CBS-sponsored event in New York last week. His organization has

until July 31 to decide whether to opt out of the current 11-year,

$6 billion deal, which means he and the CBS execs who were his

hosts could be facing each other across a bargaining table just a

few months from now. So far, though, both parties like the


“Our history is that CBS keeps events it wants to keep on the

network. We’ve always done a good job of renewing rights,” network

president Sean McManus said at the same event. “I think that

should follow then for the NCAA tournament.”

If only it were that simple. Because its contract with CBS is

backloaded, the NCAA will receive about $700 million a year, on

average, for the final three years.

The only way the NCAA opts out of the deal is if another

network, say ESPN, offers to match the money and adds more years.

And the only way that deal gets made is if the NCAA offers even

more product. And the chances that will happen, and when?

Depends on who you ask.

McManus, even while describing himself as just “an interested

spectator’ in the expansion debate, said, “One thing I’ve learned

about sports fans is that they’re very adaptable. The wild card

idea in baseball – a lot of hard-core baseball fans were opposed. I

think it now generates a lot more interest. Generally speaking,

when expansion has happened, it has increased interest in the

overall sport itself.”

Most of the coaches and former coaches who’ve chosen sides like

the idea. Bob Knight and John Wooden talked about opening up the

tournament to every Division I member years ago.
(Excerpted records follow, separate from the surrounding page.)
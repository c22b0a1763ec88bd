//! Platform definition for vendor-specific CLI behaviour.

use indexmap::IndexMap;
use regex::bytes::Regex;

use super::privilege_level::PrivilegeLevel;
use crate::error::PlatformError;

/// Everything the driver needs to know about one vendor's CLI.
#[derive(Debug, Clone)]
pub struct PlatformDefinition {
    /// Platform name, e.g. `mikrotik_routeros`.
    pub name: String,

    /// Privilege levels, root first.
    pub privilege_levels: IndexMap<String, PrivilegeLevel>,

    /// Level to be in before running commands.
    pub default_privilege: String,

    /// Output substrings that mean the command was rejected.
    pub failed_when_contains: Vec<String>,

    /// Session preparation (paging off, terminal width...).
    pub on_open_commands: Vec<String>,

    /// Sent before disconnecting.
    pub on_close_commands: Vec<String>,

    /// Line terminator the CLI expects.
    pub return_char: String,

    /// Appended to the login name. RouterOS reads terminal options from it.
    pub username_suffix: Option<String>,

    pub terminal_width: u32,

    pub terminal_height: u32,
}

impl PlatformDefinition {
    pub fn new(name: impl Into<String>) -> Self {
        Self {
            name: name.into(),
            privilege_levels: IndexMap::new(),
            default_privilege: String::new(),
            failed_when_contains: vec![],
            on_open_commands: vec![],
            on_close_commands: vec![],
            return_char: "\n".to_string(),
            username_suffix: None,
            terminal_width: 511,
            terminal_height: 24,
        }
    }

    pub fn with_privilege(mut self, level: PrivilegeLevel) -> Self {
        self.privilege_levels.insert(level.name.clone(), level);
        self
    }

    pub fn with_default_privilege(mut self, name: impl Into<String>) -> Self {
        self.default_privilege = name.into();
        self
    }

    pub fn with_failure_pattern(mut self, pattern: impl Into<String>) -> Self {
        self.failed_when_contains.push(pattern.into());
        self
    }

    pub fn with_on_open_command(mut self, command: impl Into<String>) -> Self {
        self.on_open_commands.push(command.into());
        self
    }

    pub fn with_on_close_command(mut self, command: impl Into<String>) -> Self {
        self.on_close_commands.push(command.into());
        self
    }

    pub fn with_return_char(mut self, return_char: impl Into<String>) -> Self {
        self.return_char = return_char.into();
        self
    }

    pub fn with_username_suffix(mut self, suffix: impl Into<String>) -> Self {
        self.username_suffix = Some(suffix.into());
        self
    }

    pub fn with_terminal_size(mut self, width: u32, height: u32) -> Self {
        self.terminal_width = width;
        self.terminal_height = height;
        self
    }

    pub fn get_privilege(&self, name: &str) -> Option<&PrivilegeLevel> {
        self.privilege_levels.get(name)
    }

    /// Login name as sent to the device.
    pub fn login_name(&self, username: &str) -> String {
        match self.username_suffix {
            Some(ref suffix) => format!("{username}{suffix}"),
            None => username.to_string(),
        }
    }

    /// One regex matching the prompt of any privilege level.
    pub fn combined_prompt(&self) -> Result<Regex, PlatformError> {
        if self.privilege_levels.is_empty() {
            return Err(PlatformError::InvalidDefinition {
                message: format!("platform '{}' has no privilege levels", self.name),
            });
        }

        let combined = self
            .privilege_levels
            .values()
            .map(|level| format!("(?:{})", level.pattern.as_str()))
            .collect::<Vec<_>>()
            .join("|");

        Ok(Regex::new(&combined)?)
    }

    /// Check internal consistency: default level and parents exist.
    pub fn validate(&self) -> Result<(), PlatformError> {
        if !self.privilege_levels.contains_key(&self.default_privilege) {
            return Err(PlatformError::InvalidDefinition {
                message: format!(
                    "platform '{}' default privilege '{}' is not defined",
                    self.name, self.default_privilege
                ),
            });
        }

        for level in self.privilege_levels.values() {
            if let Some(ref parent) = level.parent {
                if !self.privilege_levels.contains_key(parent) {
                    return Err(PlatformError::InvalidDefinition {
                        message: format!(
                            "privilege '{}' has unknown parent '{}'",
                            level.name, parent
                        ),
                    });
                }
            }
        }

        Ok(())
    }
}
//! Channel layer for interactive sessions.
//!
//! Output accumulation with ANSI stripping, prompt detection on the buffer
//! tail, and the two read strategies used by the shell adapter.

mod buffer;
mod pty;

pub use buffer::PatternBuffer;
pub use pty::{PtyChannel, PtyConfig, ShellIo};

#[cfg(test)]
pub(crate) use pty::tests::ScriptedIo;
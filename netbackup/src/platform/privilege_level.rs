//! Privilege level definition.

use regex::bytes::Regex;

/// A CLI privilege level (user exec, privileged exec, configuration...).
///
/// Levels form a tree: each level names its parent and the commands that move
/// between the two.
#[derive(Debug, Clone)]
pub struct PrivilegeLevel {
    /// Name of this level, e.g. `exec` or `privilege_exec`.
    pub name: String,

    /// Prompt pattern for this level.
    pub pattern: Regex,

    /// Parent level, `None` for the level a login lands on.
    pub parent: Option<String>,

    /// Command that enters this level from the parent.
    pub escalate_command: Option<String>,

    /// Command that leaves this level for the parent.
    pub deescalate_command: Option<String>,

    /// Secret prompt shown after `escalate_command`, answered with the
    /// login password.
    pub escalate_prompt: Option<Regex>,

    /// Prompt substrings that rule this level out (`#` is also the last
    /// character of a config-mode prompt).
    pub not_contains: Vec<String>,
}

impl PrivilegeLevel {
    pub fn new(name: impl Into<String>, pattern: &str) -> Result<Self, regex::Error> {
        Ok(Self {
            name: name.into(),
            pattern: Regex::new(pattern)?,
            parent: None,
            escalate_command: None,
            deescalate_command: None,
            escalate_prompt: None,
            not_contains: vec![],
        })
    }

    pub fn with_parent(mut self, parent: impl Into<String>) -> Self {
        self.parent = Some(parent.into());
        self
    }

    pub fn with_escalate(mut self, command: impl Into<String>) -> Self {
        self.escalate_command = Some(command.into());
        self
    }

    pub fn with_deescalate(mut self, command: impl Into<String>) -> Self {
        self.deescalate_command = Some(command.into());
        self
    }

    /// Escalation asks for a secret matching `prompt_pattern`.
    pub fn with_auth(mut self, prompt_pattern: &str) -> Result<Self, regex::Error> {
        self.escalate_prompt = Some(Regex::new(prompt_pattern)?);
        Ok(self)
    }

    pub fn with_not_contains(mut self, pattern: impl Into<String>) -> Self {
        self.not_contains.push(pattern.into());
        self
    }

    /// Whether `prompt` belongs to this level.
    pub fn matches(&self, prompt: &str) -> bool {
        if self.not_contains.iter().any(|nc| prompt.contains(nc.as_str())) {
            return false;
        }
        self.pattern.is_match(prompt.as_bytes())
    }
}

#[cfg(test)]
mod tests {
    use super::*;

    #[test]
    fn test_not_contains_rules_out_config_prompt() {
        let level = PrivilegeLevel::new("privilege_exec", r"#\s*$")
            .unwrap()
            .with_not_contains("(config");

        assert!(level.matches("switch#"));
        assert!(!level.matches("switch(config)#"));
    }

    #[test]
    fn test_builder_sets_transition() {
        let level = PrivilegeLevel::new("privilege_exec", r"#\s*$")
            .unwrap()
            .with_parent("exec")
            .with_escalate("enable")
            .with_deescalate("disable")
            .with_auth(r"[Pp]assword:\s*$")
            .unwrap();

        assert_eq!(level.parent.as_deref(), Some("exec"));
        assert_eq!(level.escalate_command.as_deref(), Some("enable"));
        assert_eq!(level.deescalate_command.as_deref(), Some("disable"));
        assert!(level.escalate_prompt.is_some());
    }
}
Syracuse’s Jim

Boeheim, probably the most vocal advocate in the game today,

practically declared it a litmus test, suggesting any coach who

opposed expansion might be in the wrong business.

Boeheim proposed adding between four and six teams at a meeting

of the National Association of Basketball Coaches in 2006. Other

models range from a 68-team field on up to 80 or 96. Since the NCAA

gets most of its operating revenue from the tournament, look for

the final version will come in on the high end.
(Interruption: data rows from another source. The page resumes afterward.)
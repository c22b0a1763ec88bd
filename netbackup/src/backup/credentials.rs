//! Maps a record's credential reference to secret material.

use std::sync::Arc;

use log::warn;
use secrecy::SecretString;

use super::catalog::ChannelGroup;
use super::registry::ClassifiedDevice;
use crate::error::CredentialError;
use crate::secrets::{MAIN_PASS, MAIN_USER, SecretStore};

/// Secret material for one device.
#[derive(Clone)]
pub enum Credential {
    /// Shell login. The password doubles as the enable secret.
    Login {
        username: String,
        password: SecretString,
    },
    /// HTTP API token.
    Token(SecretString),
}

impl std::fmt::Debug for Credential {
    fn fmt(&self, f: &mut std::fmt::Formatter<'_>) -> std::fmt::Result {
        match self {
            Self::Login { username, .. } => f
                .debug_struct("Login")
                .field("username", username)
                .finish_non_exhaustive(),
            Self::Token(_) => f.write_str("Token(..)"),
        }
    }
}

/// Pure lookup against an already loaded [`SecretStore`].
#[derive(Debug, Clone)]
pub struct CredentialResolver {
    secrets: Arc<SecretStore>,
    strict: bool,
}

impl CredentialResolver {
    /// With `strict`, unknown shell references are errors instead of empty
    /// logins.
    pub fn new(secrets: Arc<SecretStore>, strict: bool) -> Self {
        Self { secrets, strict }
    }

    pub fn resolve(&self, device: &ClassifiedDevice) -> Result<Credential, CredentialError> {
        let reference = device.record.credential_ref.as_str();

        match device.group() {
            ChannelGroup::InteractiveShell => self.resolve_login(device.name(), reference),
            ChannelGroup::HttpApi => self
                .secrets
                .get(reference)
                .cloned()
                .map(Credential::Token)
                .ok_or_else(|| CredentialError::MissingSecret {
                    key: reference.to_string(),
                }),
        }
    }

    fn resolve_login(&self, device: &str, reference: &str) -> Result<Credential, CredentialError> {
        if reference == MAIN_USER {
            let username = self.secrets.value(MAIN_USER).ok_or_else(|| {
                CredentialError::MissingSecret {
                    key: MAIN_USER.to_string(),
                }
            })?;
            let password = self.secrets.get(MAIN_PASS).cloned().ok_or_else(|| {
                CredentialError::MissingSecret {
                    key: MAIN_PASS.to_string(),
                }
            })?;

            return Ok(Credential::Login {
                username: username.to_string(),
                password,
            });
        }

        if self.strict {
            return Err(CredentialError::UnknownReference {
                reference: reference.to_string(),
            });
        }

        warn!("{device}: unknown credential reference '{reference}', logging in with empty credentials");
        Ok(Credential::Login {
            username: String::new(),
            password: SecretString::from(String::new()),
        })
    }
}

#[cfg(test)]
mod tests {
    use secrecy::ExposeSecret;

    use super::*;
    use crate::backup::catalog::DeviceCatalog;
    use crate::backup::registry::{DeviceRecord, DeviceRegistry};

    fn device(kind: &str, reference: &str) -> ClassifiedDevice {
        DeviceRegistry::new(Arc::new(DeviceCatalog::builtin()))
            .classify(DeviceRecord::new("dev1", "10.0.0.1", kind, reference))
            .unwrap()
    }

    fn secrets() -> Arc<SecretStore> {
        Arc::new(SecretStore::from_pairs([
            (MAIN_USER, "backup"),
            (MAIN_PASS, "s3cret"),
            ("FORTI_TOKEN", "tok-123"),
        ]))
    }

    #[test]
    fn test_main_user_login() {
        let resolver = CredentialResolver::new(secrets(), false);
        match resolver.resolve(&device("cisco_s300", MAIN_USER)).unwrap() {
            Credential::Login { username, password } => {
                assert_eq!(username, "backup");
                assert_eq!(password.expose_secret(), "s3cret");
            }
            other => panic!("expected login, got {other:?}"),
        }
    }

    #[test]
    fn test_unknown_shell_reference_is_empty_login() {
        let resolver = CredentialResolver::new(secrets(), false);
        match resolver.resolve(&device("cisco_s300", "OTHER_USER")).unwrap() {
            Credential::Login { username, password } => {
                assert!(username.is_empty());
                assert!(password.expose_secret().is_empty());
            }
            other => panic!("expected login, got {other:?}"),
        }
    }

    #[test]
    fn test_unknown_shell_reference_strict() {
        let resolver = CredentialResolver::new(secrets(), true);
        let err = resolver
            .resolve(&device("cisco_s300", "OTHER_USER"))
            .unwrap_err();
        assert_eq!(
            err,
            CredentialError::UnknownReference {
                reference: "OTHER_USER".into()
            }
        );
    }

    #[test]
    fn test_http_token() {
        let resolver = CredentialResolver::new(secrets(), false);
        match resolver.resolve(&device("fortinet", "FORTI_TOKEN")).unwrap() {
            Credential::Token(token) => assert_eq!(token.expose_secret(), "tok-123"),
            other => panic!("expected token, got {other:?}"),
        }

        let err = resolver
            .resolve(&device("fortinet", "MISSING_TOKEN"))
            .unwrap_err();
        assert_eq!(
            err,
            CredentialError::MissingSecret {
                key: "MISSING_TOKEN".into()
            }
        );
    }

    #[test]
    fn test_main_user_without_password() {
        let resolver =
            CredentialResolver::new(Arc::new(SecretStore::from_pairs([(MAIN_USER, "backup")])), false);
        assert!(matches!(
            resolver.resolve(&device("cisco_s300", MAIN_USER)),
            Err(CredentialError::MissingSecret { key }) if key == MAIN_PASS
        ));
    }

    #[test]
    fn test_debug_redacts() {
        let credential = Credential::Token(SecretString::from("tok-123".to_string()));
        assert!(!format!("{credential:?}").contains("tok-123"));
    }
}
“Sixty-five teams has proven to be a winner in every respect.

With that being said, this is not about today,” said Dan Guerrero,

chairman of the basketball committee and another of CBS’ invited

guests. “It’s really about the future.”

Expansion has been on the agenda for several years now, but the

talk has only turned serious this season, in large part because of

the opt-out clause in the current deal. The NCAA has said even a

96-team tournament, assuming first-round byes for the top 32 teams,

could still be squeezed into the current three-week time frame.
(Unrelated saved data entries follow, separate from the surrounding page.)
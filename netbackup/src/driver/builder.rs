//! Builder for creating device drivers.

use std::path::PathBuf;
use std::time::Duration;

use secrecy::SecretString;

use super::generic::GenericDriver;
use crate::error::{PlatformError, Result};
use crate::platform::{PlatformDefinition, PlatformRegistry};
use crate::transport::config::{AuthMethod, HostKeyVerification, SshConfig};

/// Builder for constructing device drivers.
///
/// # Example
///
/// ```rust,no_run
/// use netbackup::driver::{Driver, DriverBuilder};
/// use netbackup::platform::PlatformRegistry;
///
/// # async fn example() -> Result<(), netbackup::Error> {
/// let registry = PlatformRegistry::with_builtins();
/// let mut driver = DriverBuilder::new("192.0.2.10")
///     .username("backup")
///     .password("secret")
///     .platform(registry.require("cisco_s300")?.clone())
///     .build()?;
/// driver.open().await?;
/// # Ok(())
/// # }
/// ```
pub struct DriverBuilder {
    host: String,
    port: u16,
    username: Option<String>,
    auth: Option<AuthMethod>,
    enable_secret: Option<SecretString>,
    platform: Option<PlatformDefinition>,
    timeout: Duration,
    host_key_verification: HostKeyVerification,
    known_hosts_path: Option<PathBuf>,
}

impl DriverBuilder {
    /// Create a new driver builder for the specified host.
    pub fn new(host: impl Into<String>) -> Self {
        Self {
            host: host.into(),
            port: 22,
            username: None,
            auth: None,
            enable_secret: None,
            platform: None,
            timeout: Duration::from_secs(30),
            host_key_verification: HostKeyVerification::default(),
            known_hosts_path: None,
        }
    }

    /// Set the SSH port (default: 22).
    pub fn port(mut self, port: u16) -> Self {
        self.port = port;
        self
    }

    pub fn username(mut self, username: impl Into<String>) -> Self {
        self.username = Some(username.into());
        self
    }

    /// Password authentication. The password doubles as enable secret
    /// unless [`enable_secret`](Self::enable_secret) is set.
    pub fn password(mut self, password: impl Into<String>) -> Self {
        self.auth = Some(AuthMethod::Password(SecretString::from(password.into())));
        self
    }

    pub fn private_key(mut self, key_path: impl Into<PathBuf>) -> Self {
        self.auth = Some(AuthMethod::PrivateKey {
            path: key_path.into(),
            passphrase: None,
        });
        self
    }

    pub fn enable_secret(mut self, secret: impl Into<String>) -> Self {
        self.enable_secret = Some(SecretString::from(secret.into()));
        self
    }

    /// Platform definition, usually taken from a [`PlatformRegistry`].
    pub fn platform(mut self, platform: PlatformDefinition) -> Self {
        self.platform = Some(platform);
        self
    }

    /// Look the platform up by name.
    pub fn platform_named(mut self, registry: &PlatformRegistry, name: &str) -> Result<Self> {
        self.platform = Some(registry.require(name)?.clone());
        Ok(self)
    }

    /// Connect and per-read timeout.
    pub fn timeout(mut self, timeout: Duration) -> Self {
        self.timeout = timeout;
        self
    }

    pub fn host_key_verification(mut self, mode: HostKeyVerification) -> Self {
        self.host_key_verification = mode;
        self
    }

    pub fn known_hosts_path(mut self, path: impl Into<PathBuf>) -> Self {
        self.known_hosts_path = Some(path.into());
        self
    }

    /// Build the driver.
    ///
    /// This creates the driver but does not connect. Call `open()` on the
    /// returned driver to establish the connection.
    pub fn build(self) -> Result<GenericDriver> {
        let username = self.username.ok_or_else(|| PlatformError::InvalidDefinition {
            message: "username is required".to_string(),
        })?;

        let auth = self.auth.ok_or_else(|| PlatformError::InvalidDefinition {
            message: "an authentication method is required".to_string(),
        })?;

        let platform = self.platform.ok_or_else(|| PlatformError::InvalidDefinition {
            message: "platform must be specified".to_string(),
        })?;
        platform.validate()?;

        let enable_secret = match (self.enable_secret, &auth) {
            (Some(secret), _) => Some(secret),
            (None, AuthMethod::Password(password)) => Some(password.clone()),
            (None, AuthMethod::PrivateKey { .. }) => None,
        };

        let ssh_config = SshConfig {
            host: self.host,
            port: self.port,
            username: platform.login_name(&username),
            auth,
            timeout: self.timeout,
            terminal_width: platform.terminal_width,
            terminal_height: platform.terminal_height,
            host_key_verification: self.host_key_verification,
            known_hosts_path: self.known_hosts_path,
        };

        Ok(GenericDriver::new(ssh_config, platform, enable_secret))
    }
}

#[cfg(test)]
mod tests {
    use super::*;
    use crate::driver::Driver;
    use crate::platform::vendors::mikrotik_routeros;

    #[test]
    fn test_build_requires_platform() {
        let result = DriverBuilder::new("192.0.2.1")
            .username("admin")
            .password("secret")
            .build();
        assert!(result.is_err());
    }

    #[test]
    fn test_build_requires_username() {
        let result = DriverBuilder::new("192.0.2.1")
            .password("secret")
            .platform(mikrotik_routeros::platform())
            .build();
        assert!(result.is_err());
    }

    #[test]
    fn test_build_applies_login_suffix() {
        let driver = DriverBuilder::new("192.0.2.1")
            .username("backup")
            .password("secret")
            .platform(mikrotik_routeros::platform())
            .build()
            .unwrap();

        assert_eq!(driver.host(), "192.0.2.1");
        assert_eq!(driver.ssh_config().username, "backup+ct511w4098h");
        assert_eq!(driver.ssh_config().terminal_height, 4098);
        assert!(!driver.is_open());
        assert!(!driver.is_alive());
    }

    #[test]
    fn test_platform_named_unknown() {
        let registry = PlatformRegistry::with_builtins();
        assert!(
            DriverBuilder::new("192.0.2.1")
                .platform_named(&registry, "nokia_sros")
                .is_err()
        );
    }
}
There’s plenty of opposition, and not just from purists.

“Some are very, very open-minded about the possibility,”

Guerrero said about his discussions with athletic directors. “Some

don’t want to see it.”

The tournament included 32 teams in 1978. The last meaningful

expansion, to 64 teams, occurred in 1985. The number of schools

playing Division I men’s basketball that year was 284. There are

343 today.

Some of the same objections were raised each time the tournament

got bigger: expanding the field cheapens the accomplishment and

dilutes the impact of the regular season. Yet the sport has never

been more popular. The underlying appeal of the basketball

tournament, unlike the jerry-rigged football version run by the

Bowl Championship Series, is that it never fails to deliver a

worthy champion.

More teams will only enhance it – no matter how small the print

on your bracket page gets.

Jim Litke is a national sports columnist for The Associated

Press. Write to him at jlitke(at)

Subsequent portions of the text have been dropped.